Atomoxetine prevents working memory loss in hyperactive rats, mediating plastic changes in prefrontal cortex pyramidal neurons.

Attention Deficit Hyperactivity Disorder (ADHD) causes impaired visuospatial working memory (VWM), which primarily maps to the prefrontal cortex. However, little is known about the synaptic processes underlying cognitive loss in ADHD, or those ultimately involved in the preventive effect observed through the clinical use of Atomoxetine (ATX). To investigate the plasticity underlying ADHD related cognitive loss, and that potentially involved in the preventive action of Atomoxetine, allocentric VWM was assessed, as well as the dendritic spine number and proportional density on pyramidal neurons in the prefrontal cerebral cortex layer III of neonatal 6-hydroxydopamine-lesioned rats.
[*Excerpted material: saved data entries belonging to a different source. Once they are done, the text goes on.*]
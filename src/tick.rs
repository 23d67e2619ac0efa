use crate::config::Config;
use crate::error::EtoError;
use crate::eto::calculator::{self, EtoResult};
use crate::watering::{DurationCalculator, IrrigationDecision};
use crate::weather::{self, WeatherInputs, WeatherSource};
use chrono::{DateTime, Utc};
use tracing::debug;

/// Everything one scheduling tick produced. Fresh per tick; the pipeline
/// keeps no state between runs.
#[derive(Debug, Clone, PartialEq)]
pub struct TickOutcome {
    pub inputs: WeatherInputs,
    pub eto: EtoResult,
    pub decision: IrrigationDecision,
}

/// One run-to-completion tick: collect readings, normalize, run the ETo
/// chain, derive the watering decision. The external coordinator calls this
/// once per polling interval and applies its own retry policy based on
/// `EtoError::kind`.
pub async fn run_tick(source: &dyn WeatherSource, config: &Config) -> Result<TickOutcome, EtoError> {
    run_tick_at(source, config, Utc::now()).await
}

/// Same as `run_tick` with the timestamp snapshotted by the caller, so a tick
/// spanning midnight keeps one consistent day of year.
pub async fn run_tick_at(
    source: &dyn WeatherSource, config: &Config, now: DateTime<Utc>,
) -> Result<TickOutcome, EtoError> {
    let inputs = weather::collect_weather(source, &config.site, &config.source, now).await?;
    let rainfall = weather::collect_rainfall(source).await?;

    let eto = calculator::calculate(&inputs)?;

    let calc =
        DurationCalculator::smart_zone(config.zone.throughput_mm_h, config.zone.scale_percent, config.zone.max_minutes)?;
    let decision = calc.decide(Some(eto.eto), Some(rainfall))?;

    debug!("tick done: eto {} mm/day, runtime {} s", eto.eto, decision.clamped_runtime_seconds);
    Ok(TickOutcome { inputs, eto, decision })
}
The effect of acute ATX treatment was also assessed at 28 days of age. 6-OHDA induced lesions produced increased motor activity and a loss of VWM, concomitant with a reduction in thin spine density. ATX administration reversed cognitive loss, in conjunction with a decrease in thin spines and an increase in mushroom spines. A reduction in the proportion of spines involved in learning in hyperactive animals could account for the loss in cognitive function observed. Considering thin spine density was also reduced after ATX administration, we hypothesized that the restoration in cognitive function recorded could be brought about by an increase in memory related mushroom spines.